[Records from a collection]
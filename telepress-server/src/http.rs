// Telepress Server - Ingest service, HTTP export and metrics
// Copyright (c) 2025 David Martin Venti
//
// Dual-licensed under AGPL-3.0 and Commercial License.
// See LICENSE file for details.

//! HTTP export boundary.
//!
//! | Route | Response |
//! |-------|----------|
//! | `GET /devices/:id/samples?from=&to=` | reconstructed samples (JSON array) |
//! | `GET /devices` | per-device summaries (JSON) |
//! | `GET /metrics` | Prometheus text format |
//! | `GET /health` | `OK` |
//! | `GET /status` | version and uptime (JSON) |

use std::sync::Arc;
use std::time::Instant;

use axum::{
    extract::{Path, Query, State},
    http::StatusCode,
    response::{IntoResponse, Response},
    routing::get,
    Json, Router,
};
use serde::{Deserialize, Serialize};
use telepress::{Decompressor, DeviceId, Store, TimeSpan};
use tracing::error;

use crate::metrics::encode_metrics;
use crate::summary::summarize;

/// Shared handler state.
pub struct AppState<S> {
    store: Arc<S>,
    start_time: Instant,
}

impl<S> AppState<S> {
    pub fn new(store: Arc<S>) -> Self {
        Self {
            store,
            start_time: Instant::now(),
        }
    }
}

/// Build the router over a store.
pub fn router<S: Store + 'static>(store: Arc<S>) -> Router {
    let state = Arc::new(AppState::new(store));
    Router::new()
        .route("/health", get(health_handler))
        .route("/metrics", get(metrics_handler))
        .route("/status", get(status_handler::<S>))
        .route("/devices", get(devices_handler::<S>))
        .route("/devices/:id/samples", get(samples_handler::<S>))
        .with_state(state)
}

/// Optional time range of a samples request.
#[derive(Debug, Clone, Copy, Default, Deserialize)]
pub struct RangeQuery {
    pub from: Option<u64>,
    pub to: Option<u64>,
}

impl RangeQuery {
    /// `None` when neither bound is given.
    pub fn span(&self) -> Result<Option<TimeSpan>, String> {
        match (self.from, self.to) {
            (None, None) => Ok(None),
            (Some(start), None) => Ok(Some(TimeSpan::since(start))),
            (from, Some(end)) => {
                let start = from.unwrap_or(0);
                if start > end {
                    return Err(format!("from ({}) is after to ({})", start, end));
                }
                Ok(Some(TimeSpan::new(start, end)))
            }
        }
    }
}

#[derive(Serialize)]
struct ErrorBody {
    error: String,
}

fn error_response(status: StatusCode, error: String) -> Response {
    (status, Json(ErrorBody { error })).into_response()
}

/// Prometheus text format.
pub async fn metrics_handler() -> Response {
    match encode_metrics() {
        Ok(metrics) => (
            StatusCode::OK,
            [("Content-Type", "text/plain; charset=utf-8")],
            metrics,
        )
            .into_response(),
        Err(e) => error_response(StatusCode::INTERNAL_SERVER_ERROR, e.to_string()),
    }
}

/// Health check handler.
pub async fn health_handler() -> impl IntoResponse {
    (StatusCode::OK, "OK")
}

#[derive(Serialize)]
struct StatusResponse {
    version: String,
    uptime_secs: u64,
    devices: usize,
}

async fn status_handler<S: Store + 'static>(State(state): State<Arc<AppState<S>>>) -> Response {
    match state.store.devices() {
        Ok(devices) => Json(StatusResponse {
            version: env!("CARGO_PKG_VERSION").to_string(),
            uptime_secs: state.start_time.elapsed().as_secs(),
            devices: devices.len(),
        })
        .into_response(),
        Err(e) => error_response(StatusCode::SERVICE_UNAVAILABLE, e.to_string()),
    }
}

/// Per-device summaries.
pub async fn devices_handler<S: Store + 'static>(
    State(state): State<Arc<AppState<S>>>,
) -> Response {
    match summarize(state.store.as_ref()) {
        Ok(summaries) => Json(summaries).into_response(),
        Err(e) => error_response(StatusCode::SERVICE_UNAVAILABLE, e.to_string()),
    }
}

/// Reconstructed samples of one device.
pub async fn samples_handler<S: Store + 'static>(
    State(state): State<Arc<AppState<S>>>,
    Path(id): Path<String>,
    Query(query): Query<RangeQuery>,
) -> Response {
    let device = DeviceId::new(id);
    let range = match query.span() {
        Ok(range) => range,
        Err(reason) => return error_response(StatusCode::BAD_REQUEST, reason),
    };

    match state.store.devices() {
        Ok(devices) if !devices.contains(&device) => {
            return error_response(StatusCode::NOT_FOUND, format!("unknown device {}", device))
        }
        Ok(_) => {}
        Err(e) => return error_response(StatusCode::SERVICE_UNAVAILABLE, e.to_string()),
    }

    match Decompressor::new(state.store.as_ref()).collect(&device, range) {
        Ok(samples) => Json(samples).into_response(),
        Err(e) => {
            error!(%device, "reconstruction failed: {}", e);
            error_response(StatusCode::INTERNAL_SERVER_ERROR, e.to_string())
        }
    }
}
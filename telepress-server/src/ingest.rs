// Telepress Server - Ingest service, HTTP export and metrics
// Copyright (c) 2025 David Martin Venti
//
// Dual-licensed under AGPL-3.0 and Commercial License.
// See LICENSE file for details.

//! CSV ingest.
//!
//! Two layouts are accepted:
//!
//! - long: header `device_id,timestamp,value`, one reading per row
//! - wide: header `timestamp_ms,<device>,<device>...`, one column per device
//!
//! Timestamps are integer milliseconds or RFC 3339. A value that does not
//! parse (or an empty cell) becomes a NaN sample, which the compressor
//! rejects as an invalid sample and treats as a stream discontinuity.

use std::collections::BTreeSet;
use std::io;
use std::path::Path;

use chrono::DateTime;
use telepress::{DeviceId, Sample};
use tracing::{debug, info};

use crate::error::ServerError;

/// Samples read from a CSV file.
#[derive(Debug, Clone, Default)]
pub struct Dataset {
    /// Samples in file order
    pub samples: Vec<Sample>,
    /// Devices seen, sorted
    pub devices: Vec<DeviceId>,
    /// Rows whose value could not be parsed
    pub unparsable: usize,
}

/// Dataset summary.
#[derive(Debug, Clone, PartialEq, Eq)]
pub struct DatasetInfo {
    pub device_count: usize,
    pub sample_count: usize,
    pub duration_ms: u64,
}

impl Dataset {
    /// Summarize the dataset.
    pub fn info(&self) -> DatasetInfo {
        let first = self.samples.iter().map(|s| s.timestamp).min().unwrap_or(0);
        let last = self.samples.iter().map(|s| s.timestamp).max().unwrap_or(0);
        DatasetInfo {
            device_count: self.devices.len(),
            sample_count: self.samples.len(),
            duration_ms: last - first,
        }
    }
}

/// Read a CSV file from disk.
pub fn read_csv(path: &Path) -> Result<Dataset, ServerError> {
    if !path.exists() {
        return Err(ServerError::FileNotFound(path.display().to_string()));
    }
    let dataset = read_csv_from(std::fs::File::open(path)?)?;
    let info = dataset.info();
    info!(
        "Loaded {}: {} devices, {} samples, {}ms",
        path.display(),
        info.device_count,
        info.sample_count,
        info.duration_ms
    );
    Ok(dataset)
}

/// Read CSV from any reader.
pub fn read_csv_from<R: io::Read>(reader: R) -> Result<Dataset, ServerError> {
    let mut reader = csv::ReaderBuilder::new().trim(csv::Trim::All).from_reader(reader);
    let headers = reader.headers()?.clone();
    let header: Vec<&str> = headers.iter().collect();

    let dataset = match header.as_slice() {
        ["device_id", "timestamp", "value"] => read_long(&mut reader)?,
        ["timestamp_ms", devices @ ..] if !devices.is_empty() => {
            let devices: Vec<DeviceId> = devices.iter().map(|d| DeviceId::new(*d)).collect();
            read_wide(&mut reader, &devices)?
        }
        _ => {
            return Err(ServerError::InvalidFormat {
                line: 1,
                reason: "expected 'device_id,timestamp,value' or 'timestamp_ms,<devices>'"
                    .to_string(),
            })
        }
    };

    if dataset.samples.is_empty() {
        return Err(ServerError::EmptyDataset);
    }
    if dataset.unparsable > 0 {
        debug!("{} unparsable values kept as invalid samples", dataset.unparsable);
    }
    Ok(dataset)
}

fn read_long<R: io::Read>(reader: &mut csv::Reader<R>) -> Result<Dataset, ServerError> {
    let mut dataset = Dataset::default();
    let mut devices = BTreeSet::new();

    for result in reader.records() {
        let record = result?;
        let line = line_of(&record);
        let (Some(device), Some(timestamp), Some(value)) =
            (record.get(0), record.get(1), record.get(2))
        else {
            return Err(ServerError::InvalidFormat {
                line,
                reason: "expected 3 fields".to_string(),
            });
        };
        if device.is_empty() {
            return Err(ServerError::InvalidFormat {
                line,
                reason: "empty device_id".to_string(),
            });
        }

        let device = DeviceId::new(device);
        let timestamp = parse_timestamp(timestamp, line)?;
        let value = parse_value(value, &mut dataset.unparsable);
        devices.insert(device.clone());
        dataset.samples.push(Sample::new(device, timestamp, value));
    }

    dataset.devices = devices.into_iter().collect();
    Ok(dataset)
}

fn read_wide<R: io::Read>(
    reader: &mut csv::Reader<R>,
    devices: &[DeviceId],
) -> Result<Dataset, ServerError> {
    let mut dataset = Dataset {
        devices: devices.to_vec(),
        ..Default::default()
    };
    dataset.devices.sort();
    dataset.devices.dedup();

    for result in reader.records() {
        let record = result?;
        let line = line_of(&record);
        let Some(timestamp) = record.get(0) else {
            continue;
        };
        let timestamp = parse_timestamp(timestamp, line)?;
        for (i, device) in devices.iter().enumerate() {
            let value = parse_value(record.get(i + 1).unwrap_or(""), &mut dataset.unparsable);
            dataset
                .samples
                .push(Sample::new(device.clone(), timestamp, value));
        }
    }
    Ok(dataset)
}

fn line_of(record: &csv::StringRecord) -> u64 {
    record.position().map(|p| p.line()).unwrap_or(0)
}

/// Integer milliseconds or an RFC 3339 date.
pub fn parse_timestamp(field: &str, line: u64) -> Result<u64, ServerError> {
    if let Ok(ms) = field.parse::<u64>() {
        return Ok(ms);
    }
    let parsed = DateTime::parse_from_rfc3339(field).map_err(|e| ServerError::InvalidFormat {
        line,
        reason: format!("invalid timestamp '{}': {}", field, e),
    })?;
    u64::try_from(parsed.timestamp_millis()).map_err(|_| ServerError::InvalidFormat {
        line,
        reason: format!("timestamp '{}' is before the epoch", field),
    })
}

fn parse_value(field: &str, unparsable: &mut usize) -> f64 {
    match field.parse::<f64>() {
        Ok(v) => v,
        Err(_) => {
            *unparsable += 1;
            f64::NAN
        }
    }
}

**Requirement**
All lines in the entries above that hold the word "impl" need to be copied.

**Result below**
impl<S> AppState<S> {
impl RangeQuery {
pub async fn health_handler() -> impl IntoResponse {
impl Dataset {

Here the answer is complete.